* **What is needed**:
Please output, without any change, the lines of the material below from the very first through the one with "repository ebeb334decc25462".
Records for this exercise below:
//! Service gateway library
//!
//! An API gateway fronting an auth service and a booking service, plus the
//! services themselves and a single-process backend combining both.

pub mod auth;
pub mod booking;
pub mod config;
pub mod http;
pub mod lifecycle;
pub mod monolith;
pub mod observability;
pub mod ops;
pub mod routing;
pub mod store;

pub use config::schema::GatewayConfig;
pub use http::GatewayServer;
pub use lifecycle::Shutdown;
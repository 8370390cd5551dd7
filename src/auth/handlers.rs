use axum::{extract::rejection::JsonRejection, extract::State, http::StatusCode, Json};

use crate::auth::model::{LoginRequest, LoginResponse, RegisterRequest, RegisterResponse};
use crate::auth::service::AuthService;
use crate::http::response::ApiError;

pub async fn register(
    State(auth): State<AuthService>,
    body: Result<Json<RegisterRequest>, JsonRejection>,
) -> Result<(StatusCode, Json<RegisterResponse>), ApiError> {
    let Json(req) = body?;
    let response = auth.register(req).await?;
    Ok((StatusCode::CREATED, Json(response)))
}

pub async fn login(
    State(auth): State<AuthService>,
    body: Result<Json<LoginRequest>, JsonRejection>,
) -> Result<Json<LoginResponse>, ApiError> {
    let Json(req) = body?;
    Ok(Json(auth.login(req).await?))
}
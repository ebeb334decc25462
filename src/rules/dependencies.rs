//! Dependency legality: which archetypes a project may depend on
//!
//! The project is classified first. Zero or several matches are fatal and end the check.
//! Ignored archetypes and group-ids outside the evaluated namespace are then skipped;
//! a structurally inexact project that survives those gates is fatal too.
//! Every non-test dependency inside the namespace is then classified, and all
//! offending dependencies are reported rather than only the first.

use super::{to_strings, EnforcerRule, DEFAULT_EVALUATE_GROUP_IDS, DEFAULT_IGNORE_GROUP_IDS};
use crate::archetypes::{Archetype, ArchetypeRegistry};
use crate::classifier::{Classification, Classifier};
use crate::domain::project::{Dependency, ProjectModel};
use crate::domain::violations::{EnforcerResult, Severity, Violation, ViolationKind};
use crate::patterns::GroupIdFilter;
use serde::{Deserialize, Serialize};
use std::sync::Arc;

pub const RULE_ID: &str = "correct-dependencies";

/// Project archetypes whose dependencies are never checked
pub const DEFAULT_IGNORED_ARCHETYPES: [Archetype; 9] = [
    Archetype::JeeApplication,
    Archetype::Parent,
    Archetype::Assembly,
    Archetype::Reactor,
    Archetype::ProofOfConcept,
    Archetype::Example,
    Archetype::Test,
    Archetype::JavaAgent,
    Archetype::StandaloneApplication,
];

/// Inputs of a dependency legality check
#[derive(Debug, Clone, PartialEq, Eq, Serialize, Deserialize)]
#[serde(default)]
pub struct DependencyCheckOptions {
    pub evaluate_group_ids: Vec<String>,
    pub ignore_group_ids: Vec<String>,
    pub ignored_archetypes: Vec<Archetype>,
    /// SPI projects must depend on their component's API in compile scope
    pub require_spi_api_dependency: bool,
    pub severity: Severity,
}

impl Default for DependencyCheckOptions {
    fn default() -> Self {
        Self {
            evaluate_group_ids: to_strings(DEFAULT_EVALUATE_GROUP_IDS),
            ignore_group_ids: to_strings(DEFAULT_IGNORE_GROUP_IDS),
            ignored_archetypes: DEFAULT_IGNORED_ARCHETYPES.to_vec(),
            require_spi_api_dependency: false,
            severity: Severity::Error,
        }
    }
}

/// Checks the archetypes of a project's dependencies
#[derive(Debug, Clone)]
pub struct DependencyLegalityChecker {
    registry: Arc<ArchetypeRegistry>,
    filter: GroupIdFilter,
    ignored_archetypes: Vec<Archetype>,
    require_spi_api_dependency: bool,
    severity: Severity,
}

impl DependencyLegalityChecker {
    pub fn new(options: &DependencyCheckOptions) -> EnforcerResult<Self> {
        Self::with_registry(ArchetypeRegistry::standard(), options)
    }

    pub fn with_registry(
        registry: Arc<ArchetypeRegistry>,
        options: &DependencyCheckOptions,
    ) -> EnforcerResult<Self> {
        Ok(Self {
            registry,
            filter: GroupIdFilter::new(&options.evaluate_group_ids, &options.ignore_group_ids)?,
            ignored_archetypes: options.ignored_archetypes.clone(),
            require_spi_api_dependency: options.require_spi_api_dependency,
            severity: options.severity,
        })
    }

    /// Check the project, returning every violation found
    pub fn check(&self, project: &ProjectModel) -> Vec<Violation> {
        let classifier = Classifier::new(&self.registry);
        let gav = project.gav();

        let classification = classifier.classify_project(project, self.filter.ignore_patterns());
        if classification.is_failure() {
            let message = classification.failure_message().unwrap_or_default();
            return vec![self.violation(ViolationKind::ClassificationFailure, message, &gav)];
        }

        if let Classification::Exact { archetype } = &classification {
            if self.ignored_archetypes.contains(archetype) {
                tracing::debug!("Ignored [{}] since {} projects are not checked.", gav, archetype);
                return Vec::new();
            }
        }

        let group_id = project.group_id.as_deref();
        if self.filter.is_ignored(group_id) {
            tracing::debug!("Ignored [{}] since its groupId was excluded from enforcement.", gav);
            return Vec::new();
        }
        if !self.filter.is_evaluated(group_id) {
            tracing::debug!("Ignored [{}] since its groupId was not included in enforcement.", gav);
            return Vec::new();
        }

        let archetype = match classification {
            Classification::Inexact { best_guess, message } => {
                return vec![self
                    .violation(ViolationKind::StructuralViolation, message, &gav)
                    .with_suggestion(format!(
                        "Restructure the project to satisfy the {best_guess} rules, or rename it to match another archetype"
                    ))];
            }
            Classification::Exact { archetype } => archetype,
            Classification::Ambiguous { .. } | Classification::NoMatch { .. } => return Vec::new(),
        };

        let mut violations: Vec<Violation> = project
            .dependencies
            .iter()
            .filter(|dependency| !dependency.is_test_scoped())
            .filter(|dependency| self.filter.admits(dependency.group_id.as_deref()))
            .filter_map(|dependency| self.check_dependency(&classifier, dependency, &gav))
            .collect();

        if archetype == Archetype::Spi && self.require_spi_api_dependency {
            violations.extend(self.check_spi_api_dependency(&classifier, project, &gav));
        }

        violations
    }

    fn check_dependency(
        &self,
        classifier: &Classifier<'_>,
        dependency: &Dependency,
        gav: &str,
    ) -> Option<Violation> {
        let coordinates = dependency.coordinates();

        let archetype = match classifier.classify_coordinates(&coordinates) {
            Classification::Exact { archetype } => archetype,
            failure => {
                let message = failure.failure_message().unwrap_or_default();
                return Some(
                    self.violation(ViolationKind::ClassificationFailure, message, gav)
                        .with_offending(coordinates),
                );
            }
        };

        if archetype == Archetype::BillOfMaterials && dependency.is_import_scoped() {
            return None;
        }
        let (rule, suggestion) = forbidden_dependency_rule(archetype)?;

        Some(
            self.violation(
                ViolationKind::PolicyViolation,
                format!("Don't use {archetype} dependencies {rule}"),
                gav,
            )
            .with_offending(coordinates)
            .with_suggestion(suggestion),
        )
    }

    fn check_spi_api_dependency(
        &self,
        classifier: &Classifier<'_>,
        project: &ProjectModel,
        gav: &str,
    ) -> Option<Violation> {
        let component = component_of(project.group_id.as_deref().unwrap_or_default());

        let has_api = project
            .dependencies
            .iter()
            .filter(|dependency| dependency.is_compile_scoped())
            .filter(|dependency| {
                dependency.group_id.as_deref().map(component_of) == Some(component)
            })
            .any(|dependency| {
                classifier.classify_coordinates(&dependency.coordinates()).archetype()
                    == Some(Archetype::Api)
            });

        if has_api {
            return None;
        }

        Some(
            self.violation(
                ViolationKind::PolicyViolation,
                format!(
                    "SPI projects must depend on the API project of their component ({component}) in compile scope."
                ),
                gav,
            )
            .with_suggestion(format!("Add a dependency on the {component}.api project")),
        )
    }

    fn violation(&self, kind: ViolationKind, message: String, gav: &str) -> Violation {
        Violation::new(RULE_ID, self.severity, kind, message).with_project(gav)
    }
}

impl EnforcerRule for DependencyLegalityChecker {
    fn id(&self) -> &'static str {
        RULE_ID
    }

    fn short_description(&self) -> &'static str {
        "Incorrect Dependency found within project."
    }

    fn severity(&self) -> Severity {
        self.severity
    }

    fn evaluate(&self, project: &ProjectModel) -> Vec<Violation> {
        self.check(project)
    }
}

/// Rule text and suggested fix for dependencies on `archetype`, if such dependencies are forbidden.
/// Bill-of-materials dependencies are allowed in import scope.
pub fn forbidden_dependency_rule(archetype: Archetype) -> Option<(&'static str, &'static str)> {
    match archetype {
        Archetype::Implementation => Some((
            "outside of application projects.",
            "Depend on the API project instead; applications choose the implementation",
        )),
        Archetype::Test => Some((
            "in compile scope for non-test artifacts.",
            "Declare the dependency with <scope>test</scope>",
        )),
        Archetype::JeeApplication | Archetype::ProofOfConcept => {
            Some(("in bundles.", "Remove the dependency; deployables are not libraries"))
        }
        Archetype::BillOfMaterials => Some((
            "in Dependency block. (Use only as DependencyManagement import-scoped dependencies).",
            "Move the dependency to dependencyManagement with type pom and scope import",
        )),
        _ => None,
    }
}

/// Group-id prefix before the `.spi` / `.api` segment, e.g. `com.example.foo`
fn component_of(group_id: &str) -> &str {
    let group_id = group_id.trim();
    let mut offset = 0;

    for segment in group_id.split('.') {
        if offset > 0 && (segment.eq_ignore_ascii_case("spi") || segment.eq_ignore_ascii_case("api")) {
            return &group_id[..offset - 1];
        }
        offset += segment.len() + 1;
    }

    group_id
}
End of Records for this exercise.
* **Solved exercise**:
//! Service gateway library
//!
//! An API gateway fronting an auth service and a booking service, plus the
//! services themselves and a single-process backend combining both.

pub mod auth;
pub mod booking;
pub mod config;
pub mod http;
pub mod lifecycle;
pub mod monolith;
pub mod observability;
pub mod ops;
pub mod routing;
pub mod store;

pub use config::schema::GatewayConfig;
pub use http::GatewayServer;
pub use lifecycle::Shutdown;
repository 8370390cd5551dd7
filename src/auth/handlers.rs
use axum::{extract::rejection::JsonRejection, extract::State, http::StatusCode, Json};

use crate::auth::model::{LoginRequest, LoginResponse, RegisterRequest, RegisterResponse};
use crate::auth::service::AuthService;
use crate::http::response::ApiError;

pub async fn register(
    State(auth): State<AuthService>,
    body: Result<Json<RegisterRequest>, JsonRejection>,
) -> Result<(StatusCode, Json<RegisterResponse>), ApiError> {
    let Json(req) = body?;
    let response = auth.register(req).await?;
    Ok((StatusCode::CREATED, Json(response)))
}

pub async fn login(
    State(auth): State<AuthService>,
    body: Result<Json<LoginRequest>, JsonRejection>,
) -> Result<Json<LoginResponse>, ApiError> {
    let Json(req) = body?;
    Ok(Json(auth.login(req).await?))
}
repository ebeb334decc25462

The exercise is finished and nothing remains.